I have known Brown since he was a toddler, when his late father Richard Brown, an assistant city editor at the Dayton Daily News, and his mom, Patterson “Pat” Brown, invited me to be his godfather.

Chris has an impish sense of humor and that is reflected in the first gift he gave me when he was in kindergarten at Harman Elementary School.

Chris explained later, “I was aware that a typist-writer must use his thumb extensively when hitting the space bar. So one day when we were given a chance to make things from clay, I made a ball, stuck my thumb in the middle of it, and in a flourish of artistic observation declared the piece finished, needing no further embellishment.”

He called it a “thumb rest” and I have kept and treasured the unusual gift all these years.

Chris has had a number of jobs throughout the years and currently works for a company in Fairborn, and commutes to work from Oakwood on his bike when the weather permits.
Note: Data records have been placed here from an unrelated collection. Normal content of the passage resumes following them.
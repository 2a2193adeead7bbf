use serde::Serialize;

use crate::cli::OutputFormat;

pub mod table;

/// Human-readable rendering used by `--format table`.
pub trait Tabular {
    fn to_table(&self, max_width: Option<usize>) -> String;
}

/// Render a response to a string in the requested format.
pub fn render<T: Serialize + Tabular>(value: &T, format: OutputFormat) -> anyhow::Result<String> {
    match format {
        OutputFormat::Json => Ok(serde_json::to_string_pretty(value)?),
        OutputFormat::Table => Ok(value.to_table(term_width())),
        OutputFormat::Raw => Ok(serde_json::to_string(value)?),
    }
}

/// Print a response in the requested format.
pub fn output<T: Serialize + Tabular>(value: &T, format: OutputFormat) -> anyhow::Result<()> {
    let rendered = render(value, format)?;
    println!("{rendered}");
    Ok(())
}

fn term_width() -> Option<usize> {
    std::env::var("COLUMNS")
        .ok()
        .and_then(|value| value.parse::<usize>().ok())
        .filter(|width| *width >= 40)
}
He rode a Schwinn Suburban until 2000 when he purchased a Trek 520. That also was the year he joined the Dayton Cycling Club.

When Five Rivers MetroParks organized a volunteer bicycle patrol program in 2001, Chris was interested.

The program is called the MetroParks Volunteer Patrol and has grown to include about 37 bikers, 20 mounted horseback patrol members, and some 20 hiking MVPs, as well.

Among other things, members of the group keep an eye on the Kay Station park, located along the bikeway in West Carrollton, a resting place for those who use the bike path that was built in honor of my mother, Kay Huffman.